Parmi les démocraties, le Royaume-Uni est le chef de file en reconnaissance faciale à grande échelle, un usage autorisé par les tribunaux et les autorités réglementaires. À Londres et à Cardiff, la police met cette technologie à l’essai pour identifier les criminels recherchés lorsqu’ils marchent dans la rue. En mai, elle a passé la foule au crible lors du couronnement du roi Charles III.

Mais son utilisation par les détaillants est dénoncée comme une pratique disproportionnée pour des délits mineurs. Les gens ciblés ont peu de moyens de savoir qu’ils sont fichés.
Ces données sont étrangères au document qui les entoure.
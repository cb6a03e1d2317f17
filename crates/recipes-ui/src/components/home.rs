use crate::components::use_bundle;
use crate::routes::Route;
use yew::prelude::*;
use yew_router::prelude::Link;

#[function_component(HomePage)]
pub(crate) fn home_page() -> Html {
    let bundle = use_bundle();
    html! {
        <section class="hero">
            <h1>{bundle.text("home.title", "")}</h1>
            <p class="muted">{bundle.text("home.body", "")}</p>
            <div class="actions">
                <Link<Route> to={Route::Recipes} classes={classes!("btn", "primary")}>
                    {bundle.text("home.cta_recipes", "Browse recipes")}
                </Link<Route>>
                <Link<Route> to={Route::Register} classes={classes!("btn", "ghost")}>
                    {bundle.text("home.cta_register", "Create an account")}
                </Link<Route>>
            </div>
        </section>
    }
}
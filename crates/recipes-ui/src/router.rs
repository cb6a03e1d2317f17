//! Router construction settings.
//!
//! # Design
//! - One `RouterConfig` is built at boot and handed to the root component as props.
//! - Settings come from the mount element's `data-history` and `data-basename`
//!   attributes; anything unparseable falls back to the defaults.

use crate::routes::Route;
use thiserror::Error;

/// How the router reads and writes browser history.
#[derive(Clone, Copy, Debug, Default, PartialEq, Eq)]
pub enum HistoryStrategy {
    /// Native history API (`pushState`), clean paths.
    #[default]
    Browser,
    /// Location fragment (`#/path`), for hosts without SPA fallback.
    Hash,
}

impl HistoryStrategy {
    /// Attribute value for the strategy.
    #[must_use]
    pub const fn as_str(self) -> &'static str {
        match self {
            Self::Browser => "browser",
            Self::Hash => "hash",
        }
    }

    /// Parse a `data-history` attribute value.
    ///
    /// # Errors
    /// Returns [`ConfigError::UnknownHistory`] when the value names no strategy.
    pub fn from_attr(value: &str) -> Result<Self, ConfigError> {
        match value.trim().to_ascii_lowercase().as_str() {
            "" | "browser" | "html5" => Ok(Self::Browser),
            "hash" => Ok(Self::Hash),
            other => Err(ConfigError::UnknownHistory(other.to_string())),
        }
    }
}

/// Failures while reading router settings from the host page.
#[derive(Debug, Error, PartialEq, Eq)]
pub enum ConfigError {
    /// `data-history` named an unsupported strategy.
    #[error("unknown history strategy `{0}`")]
    UnknownHistory(String),
    /// `data-basename` contained whitespace.
    #[error("invalid basename `{0}`")]
    InvalidBasename(String),
}

/// Settings the router is constructed with.
#[derive(Clone, Debug, Default, PartialEq, Eq)]
pub struct RouterConfig {
    /// History strategy.
    pub history: HistoryStrategy,
    /// Optional path prefix the app is served under (e.g. `/app`).
    pub basename: Option<String>,
}

impl RouterConfig {
    /// Build a config from raw mount attributes.
    ///
    /// # Errors
    /// Returns [`ConfigError`] when either attribute is malformed.
    pub fn from_attrs(history: Option<&str>, basename: Option<&str>) -> Result<Self, ConfigError> {
        let history = history
            .map(HistoryStrategy::from_attr)
            .transpose()?
            .unwrap_or_default();
        let basename = match basename {
            Some(raw) => normalize_basename(raw)?,
            None => None,
        };
        Ok(Self { history, basename })
    }

    /// Address the mounted router shows for `route`.
    ///
    /// Browser history keeps the path in the URL path; hash history moves it
    /// behind `#`.
    #[must_use]
    pub fn href(&self, route: Route) -> String {
        let prefix = self.basename.as_deref().unwrap_or_default();
        let path = format!("{prefix}{}", route.path());
        match self.history {
            HistoryStrategy::Browser => path,
            HistoryStrategy::Hash => format!("#{path}"),
        }
    }
}

/// Normalise a basename to `/segment[/segment]` form, or `None` for the root.
///
/// # Errors
/// Returns [`ConfigError::InvalidBasename`] when the value contains whitespace.
pub fn normalize_basename(raw: &str) -> Result<Option<String>, ConfigError> {
    let trimmed = raw.trim();
    if trimmed.chars().any(char::is_whitespace) {
        return Err(ConfigError::InvalidBasename(trimmed.to_string()));
    }
    let inner = trimmed.trim_matches('/');
    if inner.is_empty() {
        return Ok(None);
    }
    Ok(Some(format!("/{inner}")))
}
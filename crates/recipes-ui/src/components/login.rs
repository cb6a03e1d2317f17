use crate::components::form::{TextField, bind, error_notice};
use crate::components::use_bundle;
use crate::logic::{FormError, validate_login};
use crate::routes::Route;
use gloo::console;
use yew::prelude::*;
use yew_router::prelude::Link;

#[function_component(LoginPage)]
pub(crate) fn login_page() -> Html {
    let bundle = use_bundle();
    let email = use_state(String::new);
    let password = use_state(String::new);
    let error = use_state(|| None::<FormError>);
    let accepted = use_state(|| false);

    let onsubmit = {
        let email = email.clone();
        let password = password.clone();
        let error = error.clone();
        let accepted = accepted.clone();
        Callback::from(move |e: SubmitEvent| {
            e.prevent_default();
            match validate_login(&email, &password) {
                Ok(input) => {
                    console::info!("login form validated", input.email);
                    error.set(None);
                    accepted.set(true);
                }
                Err(err) => {
                    error.set(Some(err));
                    accepted.set(false);
                }
            }
        })
    };

    html! {
        <section class="auth-page">
            <h2>{bundle.text("login.title", "Log in")}</h2>
            <p class="muted">{bundle.text("login.body", "")}</p>
            <form class="auth-form" {onsubmit}>
                <TextField
                    label={bundle.text("form.email", "Email")}
                    kind="email"
                    autocomplete="username"
                    value={(*email).clone()}
                    on_input={bind(&email)}
                />
                <TextField
                    label={bundle.text("form.password", "Password")}
                    kind="password"
                    autocomplete="current-password"
                    value={(*password).clone()}
                    on_input={bind(&password)}
                />
                {error_notice(&bundle, *error)}
                <button type="submit" class="btn primary">{bundle.text("login.submit", "Log in")}</button>
            </form>
            {if *accepted {
                html! { <p class="notice success">{bundle.text("login.done", "")}</p> }
            } else { html! {} }}
            <Link<Route> to={Route::Register} classes={classes!("muted")}>
                {bundle.text("login.to_register", "Need an account?")}
            </Link<Route>>
        </section>
    }
}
Et comment contester ? Dans une poursuite déposée en 2022, le collectif Big Brother Watch a qualifié ce système d’« orwellien à l’extrême ».

« On ne peut pas s’attendre à ce que la police vienne »

Facewatch a été fondé en 2010 par Simon Gordon, propriétaire d’un bar chic du centre-ville de Londres, aménagé dans une cave à vin du XIXe siècle… et très couru par les pickpockets.

À l’époque, M. Gordon avait commandé à des programmeurs un petit logiciel permettant d’envoyer en ligne à la police ses vidéos de surveillance. La police gagnerait du temps, les plaintes seraient traitées plus vite, il y aurait plus d’arrestations, espérait-il.

L’idée a suscité peu d’intérêt. Mais M. Gordon s’est passionné pour cette question. Fasciné par l’évolution de la reconnaissance faciale, il a eu l’idée d’une base de données que les détaillants pourraient alimenter et partager. Un peu comme les photos de voleurs affichées devant les caissiers, mais diffusées à grande échelle pour identifier en temps réel les voleurs.

En 2018, M. Gordon s’est dit que la technologie était mûre. Son argumentaire de vente était prêt.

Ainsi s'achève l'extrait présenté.